The changing of color can influence the perception of objects, be used to warn against dangers or hazards or help to conserve energy. PhD candidate Weixin Zhang at Eindhoven University of Technology has developed organic ‘photonic’ coatings that change colors with changing temperatures. Robust smart coatings were fabricated that can be easily processed and show a rapid color-changing response to temperature changes. These coatings are promising for a variety of applications such as heat regulating ‘smart’ windows or even interactive artworks.

For his research, Zhang took inspiration from the chameleon to develop synthetic color-changing coatings that are responsive to different wavelengths. The first coating is temperature responsive at visible wavelengths (between 400 nm and 700 nm), while the second is an infrared (between 700 nm and 2,500 nm) reflective photonic coating.

Source: Eindhoven University of TechnologySource: Eindhoven University of Technology

The infrared coating could be used to regulate infrared light reflection in a window, which can in turn be used to help with indoor heat management. Significantly, this can be achieved without affecting the view through the window given that the invisible “structural colors” selectively reflect infrared wavelengths.

Zhang’s coatings are based on photonic materials, which have a periodic nanostructure that facilitates the reflection of specific wavelengths of light. As a result, the structure will then appear to have the reflected color.

Importantly, photonic materials have key advantages over color-altering materials such as absorption-based dyes. First, the color exhibited by a photonic material can be precisely tuned by modifying the nanostructure of the material. This can be achieved with minimal changes to the chemical composition of the material itself and makes it quite easy to tune the color of the nanostructure over a wide range of wavelengths.

Second, given that the photonic materials only reflect light at specific wavelengths, it’s possible to produce materials that are transparent to visible light, but will reflect longer wavelengths such as infrared radiation.

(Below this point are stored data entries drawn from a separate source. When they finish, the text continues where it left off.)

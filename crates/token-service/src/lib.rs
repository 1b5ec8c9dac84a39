//! Service identity token library
//!
//! Issues and verifies EdDSA-signed JWTs used for service-to-service
//! authentication. Verification trusts one or more X.509 certificates loaded
//! at startup; issuance signs with a private key held in a
//! passphrase-protected keystore.
//!
//! # Modules
//!
//! - `certificates` - Trust anchor loading and public key resolution
//! - `claims` - Token payload model
//! - `config` - Configuration from environment variables
//! - `crypto` - Key sealing primitives (PBKDF2, AES-256-GCM, Ed25519)
//! - `errors` - Verification and signing error types
//! - `keystore` - Passphrase-protected signing key container
//! - `observability` - Metrics and log correlation helpers
//! - `signer` - Token issuance
//! - `verifier` - Token verification against the trust anchors

pub mod certificates;
pub mod claims;
pub mod config;
pub mod crypto;
pub mod errors;
pub mod keystore;
pub mod observability;
pub mod signer;
pub mod verifier;

pub use certificates::{CertificateLoadError, CertificateStore, TrustedCertificate};
pub use claims::{Audience, Claims};
pub use config::Config;
pub use errors::{SignerError, VerificationError};
pub use keystore::KeyStore;
pub use signer::{ClaimDefaults, SigningKey, TokenSigner};
pub use verifier::{TokenVerifier, VerificationOutcome};
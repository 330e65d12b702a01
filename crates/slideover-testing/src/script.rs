//! Scripted gesture streams for driving transition tests.

use slideover_core::{GesturePhase, GestureSample, Point, Vector};

/// Ordered gesture samples built fluently: one began, any number of
/// changed, one terminal.
#[derive(Clone, Debug, Default)]
pub struct GestureScript {
    samples: Vec<GestureSample>,
}

impl GestureScript {
    pub fn new() -> Self {
        Self::default()
    }

    /// Recognition sample at `location`.
    pub fn began_at(self, location: Point) -> Self {
        self.push(GesturePhase::Began, location, Vector::ZERO)
    }

    /// Movement sample at `location` in container space.
    pub fn changed_at(self, location: Point) -> Self {
        self.push(GesturePhase::Changed, location, Vector::ZERO)
    }

    /// Movement sample carrying only accumulated translation.
    pub fn changed_by(self, translation: Vector) -> Self {
        self.push(GesturePhase::Changed, Point::ZERO, translation)
    }

    /// Clean release at `location`.
    pub fn ended_at(self, location: Point) -> Self {
        self.push(GesturePhase::Ended, location, Vector::ZERO)
    }

    /// Clean release carrying only accumulated translation.
    pub fn ended_by(self, translation: Vector) -> Self {
        self.push(GesturePhase::Ended, Point::ZERO, translation)
    }

    /// Host-side interruption.
    pub fn cancelled(self) -> Self {
        self.push(GesturePhase::Cancelled, Point::ZERO, Vector::ZERO)
    }

    pub fn samples(&self) -> &[GestureSample] {
        &self.samples
    }

    fn push(mut self, phase: GesturePhase, location: Point, translation: Vector) -> Self {
        self.samples
            .push(GestureSample::new(phase, location, translation));
        self
    }
}

#[cfg(test)]
mod tests {
    use super::*;

    #[test]
    fn script_preserves_phase_order() {
        let script = GestureScript::new()
            .began_at(Point::new(300.0, 10.0))
            .changed_at(Point::new(250.0, 10.0))
            .ended_at(Point::new(120.0, 10.0));

        let phases: Vec<GesturePhase> = script.samples().iter().map(|s| s.phase).collect();
        assert_eq!(
            phases,
            vec![
                GesturePhase::Began,
                GesturePhase::Changed,
                GesturePhase::Ended,
            ]
        );
    }
}
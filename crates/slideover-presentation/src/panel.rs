//! Presented panel frame policy.

use slideover_core::{Point, Rect, Size};

/// Fraction of the container width the panel occupies.
///
/// Wide enough to hold real content, narrow enough to leave a strip of
/// the presenting screen visible as the dismissal target.
pub const PANEL_WIDTH_FRACTION: f32 = 0.8;

/// Frame policy for the presented panel: [`PANEL_WIDTH_FRACTION`] of the
/// container's width, the container's full height, pinned to the right
/// edge.
#[derive(Clone, Copy, Debug, Default)]
pub struct PanelLayout;

impl PanelLayout {
    pub fn new() -> Self {
        Self
    }

    /// Size of the panel inside a parent of `parent` size.
    pub fn size_in_parent(&self, parent: Size) -> Size {
        Size::new(parent.width * PANEL_WIDTH_FRACTION, parent.height)
    }

    /// Final frame of the presented panel inside the container.
    ///
    /// Panics on a degenerate container: the presentation controller is
    /// only asked for this frame while the container is installed, so an
    /// empty container means the host broke that contract.
    pub fn frame_in_container(&self, container: Rect) -> Rect {
        assert!(
            container.width > 0.0 && container.height > 0.0,
            "presented panel laid out in a degenerate container {container:?}"
        );
        let size = self.size_in_parent(container.size());
        let origin = Point::new(container.x + container.width - size.width, container.y);
        Rect::from_origin_size(origin, size)
    }
}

Over the course of Zhang’s research, a variety of adaptive temperature-responsive photonic coatings were fabricated. Siloxane-based cholesteric liquid crystal polymers were synthesized and then coated onto substrates using a simple film applicator. The resulting photonic films show fast and fully reversible color responses to environmental temperature changes. The coatings can be scaled up, which makes them appropriate for use as temperature indicators, interactive artworks and as infrared-selective reflective windows for homes and other buildings.